Following surgery for thyroid cancer, patients are often treated with radioiodine therapy. The risks and benefits of this treatment have been an ongoing focus of many research articles for decades. In his review, van Nostrand (8) expertly collates this information and provides a framework for clinicians to consider the need for 131I and dosing strategies based on the rationale for treating individual patients.
After little progress in the field, clinical trials are now studying molecular targeting treatment options for patients with anaplastic thyroid cancer or those who have defined thyroid cancer metastases that progress despite 131I therapy. In the final article of this special section, Schlumberger and Sherman (9) review recent data from clinical trials for patients with progressive thyroid cancer. They focus on several crucial aspects. These include efforts to 1) better define the correct patient population for enrollment in clinical trials, 2) determine the best therapeutic targets for progressive metastatic thyroid cancer, and 3) optimize design so that appropriate endpoints are measured to best identify activity that results in clinical benefit. Particularly interesting and important are the conundrums presented when using traditional measures to try to achieve sufficient statistical power for a study.

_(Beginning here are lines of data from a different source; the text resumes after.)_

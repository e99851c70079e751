//! # switchboard-protocol
//!
//! Wire protocol definitions for the Switchboard relay hub.
//!
//! Game servers talk to the hub over a plain TCP stream carrying
//! newline-delimited JSON objects, one message per line:
//!
//! ```text
//! {"context":"Chat","data":{"text":"hello"},"target":"g"}\n
//! ```
//!
//! ## Targets
//!
//! - `"i"` - Identify / hub control messages
//! - `"b"` - Broadcast to every identified server
//! - `"g"` - Broadcast to every identified server in the sender's group
//! - a number - Direct send to the server holding that id
//!
//! ## Example
//!
//! ```rust
//! use switchboard_protocol::{codec, Target};
//!
//! let msg = codec::decode(r#"{"context":"Chat","data":[1,2],"target":"b"}"#).unwrap();
//! assert_eq!(msg.target, Target::BroadcastAll);
//!
//! let line = codec::encode(&msg).unwrap();
//! assert_eq!(&line[..], b"{\"context\":\"Chat\",\"data\":[1,2],\"target\":\"b\"}\n");
//! ```

pub mod codec;
pub mod info;
pub mod message;

pub use codec::{decode, encode, ProtocolError, DEFAULT_MAX_LINE_LENGTH};
pub use info::{AdvertisedPort, PeerDescriptor, ServerInfo};
pub use message::{
    Message, PeerId, Target, CONTEXT_CONNECT, CONTEXT_DISCONNECT, CONTEXT_IDENTIFY,
};
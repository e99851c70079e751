//! The authoritative set of connected peers.
//!
//! Ids are small and dense: a new peer always gets the smallest positive
//! id not currently held, so an id is reused as soon as its holder leaves.

use bytes::Bytes;
use std::collections::{BTreeMap, HashSet};
use std::net::SocketAddr;
use switchboard_protocol::{PeerId, ServerInfo};
use switchboard_transport::{DeliveryError, Outbox};
use thiserror::Error;
use tokio::sync::RwLock;
use tracing::debug;

/// Registry errors.
#[derive(Debug, Clone, PartialEq, Eq, Error)]
pub enum RegistryError {
    /// Id is already held by another peer.
    #[error("Peer id {0} is already registered")]
    DuplicateId(PeerId),

    /// Ids start at 1.
    #[error("Peer id must be positive")]
    InvalidId,

    /// No peer holds this id.
    #[error("Peer not found: {0}")]
    NotFound(PeerId),
}

/// One connected server.
#[derive(Debug, Clone)]
pub struct Peer {
    /// Hub-assigned id.
    pub id: PeerId,
    /// Address the connection came from.
    pub remote_addr: SocketAddr,
    /// Write queue of the peer's connection.
    pub outbox: Outbox,
    /// Metadata from the identify handshake.
    pub info: Option<ServerInfo>,
}

impl Peer {
    /// Create an unidentified peer.
    #[must_use]
    pub fn new(id: PeerId, remote_addr: SocketAddr, outbox: Outbox) -> Self {
        Self {
            id,
            remote_addr,
            outbox,
            info: None,
        }
    }

    /// Whether the peer has completed the identify handshake.
    #[must_use]
    pub fn is_initialized(&self) -> bool {
        self.info.is_some()
    }

    /// Whether the peer is left out of presence announcements.
    #[must_use]
    pub fn is_hidden(&self) -> bool {
        self.info.as_ref().is_some_and(|info| info.hidden)
    }

    /// The peer's group, once identified.
    #[must_use]
    pub fn group(&self) -> Option<&str> {
        self.info.as_ref().map(|info| info.group.as_str())
    }

    /// Check if the peer is identified and belongs to `group`.
    #[must_use]
    pub fn in_group(&self, group: &str) -> bool {
        self.group() == Some(group)
    }

    /// Queue an encoded line on the peer's connection.
    ///
    /// # Errors
    ///
    /// Returns an error if the peer's queue is full or closed.
    pub fn deliver(&self, line: Bytes) -> Result<(), DeliveryError> {
        self.outbox.deliver(line)
    }
}

/// Result of storing identify metadata.
#[derive(Debug, Clone)]
pub struct Identified {
    /// The peer's updated state.
    pub peer: Peer,
    /// Other identified peers in the same group, hidden ones included.
    pub group_members: Vec<Peer>,
}

/// Registry statistics.
#[derive(Debug, Clone, Default, PartialEq, Eq)]
pub struct RegistryStats {
    /// Connected peers.
    pub peers: usize,
    /// Peers that completed identify.
    pub initialized: usize,
    /// Identified peers that are hidden.
    pub hidden: usize,
    /// Distinct groups among identified peers.
    pub groups: usize,
}

/// The peer registry.
///
/// A single reader-writer lock covers the whole table: lookups and fan-out
/// scans share it, add/remove/identify take it exclusively. Delivery only
/// queues on a peer's outbox and never waits on a socket.
#[derive(Debug, Default)]
pub struct PeerRegistry {
    peers: RwLock<BTreeMap<PeerId, Peer>>,
}

fn smallest_free_id(peers: &BTreeMap<PeerId, Peer>) -> PeerId {
    let mut candidate = 1;
    for id in peers.keys() {
        if *id != candidate {
            break;
        }
        candidate += 1;
    }
    candidate
}

impl PeerRegistry {
    /// Create an empty registry.
    #[must_use]
    pub fn new() -> Self {
        Self::default()
    }

    /// The smallest positive id not currently in use.
    ///
    /// Use [`PeerRegistry::register`] to allocate and insert atomically.
    pub async fn allocate_id(&self) -> PeerId {
        smallest_free_id(&*self.peers.read().await)
    }

    /// Add a peer under its own id.
    ///
    /// # Errors
    ///
    /// Returns an error if the id is zero or already held.
    pub async fn add(&self, peer: Peer) -> Result<(), RegistryError> {
        if peer.id == 0 {
            return Err(RegistryError::InvalidId);
        }

        let mut peers = self.peers.write().await;
        if peers.contains_key(&peer.id) {
            return Err(RegistryError::DuplicateId(peer.id));
        }

        debug!(peer = peer.id, addr = %peer.remote_addr, "Peer added");
        peers.insert(peer.id, peer);
        Ok(())
    }

    /// Allocate an id and add a new unidentified peer in one step.
    pub async fn register(&self, remote_addr: SocketAddr, outbox: Outbox) -> PeerId {
        let mut peers = self.peers.write().await;
        let id = smallest_free_id(&peers);
        peers.insert(id, Peer::new(id, remote_addr, outbox));

        debug!(peer = id, addr = %remote_addr, total = peers.len(), "Peer registered");
        id
    }

    /// Remove a peer, returning its last state.
    pub async fn remove(&self, id: PeerId) -> Option<Peer> {
        let removed = self.peers.write().await.remove(&id);
        if removed.is_some() {
            debug!(peer = id, "Peer removed");
        }
        removed
    }

    /// Look up a peer by id.
    pub async fn lookup(&self, id: PeerId) -> Option<Peer> {
        self.peers.read().await.get(&id).cloned()
    }

    /// Store identify metadata on a peer.
    ///
    /// The other identified members of the peer's group are captured under
    /// the same write lock, so two peers identifying into one group at once
    /// each see the other exactly once: either in their own member list or
    /// as a recipient of the other's announcement.
    ///
    /// # Errors
    ///
    /// Returns an error if no peer holds `id`.
    pub async fn identify(&self, id: PeerId, info: ServerInfo) -> Result<Identified, RegistryError> {
        let mut peers = self.peers.write().await;
        let peer = {
            let peer = peers.get_mut(&id).ok_or(RegistryError::NotFound(id))?;
            peer.info = Some(info);
            peer.clone()
        };

        let group_members = match peer.group() {
            Some(group) => peers
                .values()
                .filter(|other| other.id != id && other.in_group(group))
                .cloned()
                .collect(),
            None => Vec::new(),
        };

        Ok(Identified {
            peer,
            group_members,
        })
    }

    /// Clone every peer matching `filter`, from one consistent view.
    pub async fn select<F>(&self, filter: F) -> Vec<Peer>
    where
        F: Fn(&Peer) -> bool,
    {
        self.peers
            .read()
            .await
            .values()
            .filter(|peer| filter(peer))
            .cloned()
            .collect()
    }

    /// Number of connected peers.
    pub async fn len(&self) -> usize {
        self.peers.read().await.len()
    }

    /// Check if no peer is connected.
    pub async fn is_empty(&self) -> bool {
        self.peers.read().await.is_empty()
    }

    /// Get registry statistics.
    pub async fn stats(&self) -> RegistryStats {
        let peers = self.peers.read().await;
        let identified: Vec<&ServerInfo> =
            peers.values().filter_map(|peer| peer.info.as_ref()).collect();

        RegistryStats {
            peers: peers.len(),
            initialized: identified.len(),
            hidden: identified.iter().filter(|info| info.hidden).count(),
            groups: identified
                .iter()
                .map(|info| info.group.as_str())
                .collect::<HashSet<_>>()
                .len(),
        }
    }

    /// Remove every peer.
    pub async fn clear(&self) -> Vec<Peer> {
        let peers = std::mem::take(&mut *self.peers.write().await);
        peers.into_values().collect()
    }
}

We have enjoyed bringing this special group of articles to the readers of Thyroid and hope they will find them timely and provocative. We believe the selected topics and their coverage by recognized experts will engage basic scientists, clinical researchers, and physicians caring for patients with thyroid cancer. It is essential that basic and clinical science develop and grow together to improve the care and outcome of patients with thyroid cancer.